++++ DATA EXCERPTS ++++

// Copyright (c) 2025-2026 Adrian Robinson. Licensed under the AGPL-3.0.
// See LICENSE file in the project root for full license text.

//! Durable FIFO of mission results waiting for the remote store.
//!
//! The whole queue is serialized as one JSON array under a single key of a
//! [`KeyValueStore`]. Every mutation builds the next queue on a copy,
//! persists it, and only then swaps it into memory, so a failed write leaves
//! the in-memory queue equal to what is on disk.
//!
//! All mutations hold one async mutex for the full copy/persist/swap step.
//! Readers take a snapshot and release the lock immediately; the coordinator
//! never holds it across a remote call.

use std::sync::Arc;

use chrono::{DateTime, Duration, Utc};
use serde_json::Value;
use tokio::sync::Mutex;
use tracing::{debug, error, info, warn};

use super::pending::{MissionResults, PendingMissionResult};
use crate::storage::traits::{KeyValueStore, StorageError};

/// Well-known key the queue is stored under.
pub const DEFAULT_QUEUE_KEY: &str = "pending_mission_results";

pub struct PendingQueueStore {
    backend: Arc<dyn KeyValueStore>,
    key: String,
    ttl: Duration,
    entries: Mutex<Vec<PendingMissionResult>>,
}

impl PendingQueueStore {
    /// Load the queue persisted under `key`.
    ///
    /// A missing key is an empty queue. A value that does not parse is
    /// logged and also treated as empty; it gets overwritten by the next
    /// successful mutation. Backend read errors are returned.
    pub async fn open(
        backend: Arc<dyn KeyValueStore>,
        key: impl Into<String>,
        ttl: Duration,
    ) -> Result<Self, StorageError> {
        let key = key.into();
        let entries = match backend.get(&key).await? {
            Some(raw) => decode_queue(&key, &raw),
            None => Vec::new(),
        };

        if !entries.is_empty() {
            info!(key = %key, pending = entries.len(), "Restored pending mission results");
        }
        crate::metrics::set_queue_depth(entries.len());

        Ok(Self {
            backend,
            key,
            ttl,
            entries: Mutex::new(entries),
        })
    }

    /// Insert `entry`, replacing any queued result for the same mission.
    ///
    /// The replacement goes to the tail: latest payload wins and the queue
    /// position reflects the latest enqueue.
    pub async fn enqueue(&self, entry: PendingMissionResult) -> Result<(), StorageError> {
        let mut entries = self.entries.lock().await;

        let mut next = entries.clone();
        let before = next.len();
        next.retain(|e| e.mission_id != entry.mission_id);
        let replaced = next.len() != before;
        let mission_id = entry.mission_id.clone();
        next.push(entry);

        self.persist(&next).await?;
        *entries = next;

        debug!(mission_id = %mission_id, replaced, pending = entries.len(), "Mission result queued");
        crate::metrics::record_enqueued(replaced);
        crate::metrics::set_queue_depth(entries.len());
        Ok(())
    }

    /// Queue a freshly completed mission, stamped with the current time.
    pub async fn enqueue_pending_result(
        &self,
        mission_id: &str,
        correct_answers: u32,
        total_questions: u32,
        time_spent_seconds: u32,
        question_attempts: Option<Value>,
    ) -> Result<(), StorageError> {
        let results = MissionResults {
            correct_answers,
            total_questions,
            time_spent_seconds,
            question_attempts,
        };
        self.enqueue(PendingMissionResult::new(mission_id, results)).await
    }

    /// Snapshot of the queue in FIFO order.
    pub async fn list(&self) -> Vec<PendingMissionResult> {
        self.entries.lock().await.clone()
    }

    /// Drop the entry for `mission_id`. Returns `false` if it was not queued.
    pub async fn remove(&self, mission_id: &str) -> Result<bool, StorageError> {
        let mut entries = self.entries.lock().await;

        if !entries.iter().any(|e| e.mission_id == mission_id) {
            return Ok(false);
        }

        let next: Vec<_> = entries
            .iter()
            .filter(|e| e.mission_id != mission_id)
            .cloned()
            .collect();

        self.persist(&next).await?;
        *entries = next;

        crate::metrics::set_queue_depth(entries.len());
        Ok(true)
    }

    /// Drop `entry` only if the queue still holds exactly this entry.
    ///
    /// Used after a successful sync: if the mission was re-enqueued with a
    /// newer result while the old one was in flight, the newer one stays.
    pub async fn remove_entry(&self, entry: &PendingMissionResult) -> Result<bool, StorageError> {
        let mut entries = self.entries.lock().await;

        let Some(position) = entries.iter().position(|e| e == entry) else {
            return Ok(false);
        };

        let mut next = entries.clone();
        next.remove(position);

        self.persist(&next).await?;
        *entries = next;

        crate::metrics::set_queue_depth(entries.len());
        Ok(true)
    }

    /// Whether `entry` is past the retention window at `now`.
    #[must_use]
    pub fn is_expired(&self, entry: &PendingMissionResult, now: DateTime<Utc>) -> bool {
        entry.is_expired_at(now, self.ttl)
    }

    pub async fn len(&self) -> usize {
        self.entries.lock().await.len()
    }

    pub async fn is_empty(&self) -> bool {
        self.entries.lock().await.is_empty()
    }

    pub fn key(&self) -> &str {
        &self.key
    }

    /// Write `next` to the backend. An empty queue deletes the key.
    async fn persist(&self, next: &[PendingMissionResult]) -> Result<(), StorageError> {
        let written = if next.is_empty() {
            self.backend.delete(&self.key).await
        } else {
            let encoded = encode_queue(next)?;
            self.backend.put(&self.key, &encoded).await
        };
        if let Err(e) = written {
            warn!(key = %self.key, error = %e, "Failed to persist pending queue");
            crate::metrics::record_persist_error();
            return Err(e);
        }
        Ok(())
    }
}

/// Serialize a queue to its persisted JSON form.
pub fn encode_queue(entries: &[PendingMissionResult]) -> Result<String, StorageError> {
    Ok(serde_json::to_string(entries)?)
}

/// Parse a persisted queue, falling back to empty on corruption.
///
/// Duplicate mission ids (from a hand-edited or foreign blob) are collapsed
/// to the last occurrence so the one-entry-per-mission invariant holds.
pub fn decode_queue(key: &str, raw: &str) -> Vec<PendingMissionResult> {
    match serde_json::from_str::<Vec<PendingMissionResult>>(raw) {
        Ok(mut entries) => {
            let mut seen = std::collections::HashSet::new();
            let before = entries.len();
            entries.reverse();
            entries.retain(|e| seen.insert(e.mission_id.clone()));
            entries.reverse();
            if entries.len() != before {
                warn!(key, dropped = before - entries.len(), "Collapsed duplicate mission ids in persisted queue");
            }
            entries
        }
        Err(e) => {
            error!(key, error = %e, bytes = raw.len(), "Persisted queue is corrupt, starting empty");
            crate::metrics::record_corrupt_queue();
            Vec::new()
        }
    }
}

++++

» **WORK REQUEST**: Where in the records does the string "holds" appear? Copy every line that has it.

» **TASK RESULT**:
//! never holds it across a remote call.
    /// Drop `entry` only if the queue still holds exactly this entry.
/// to the last occurrence so the one-entry-per-mission invariant holds.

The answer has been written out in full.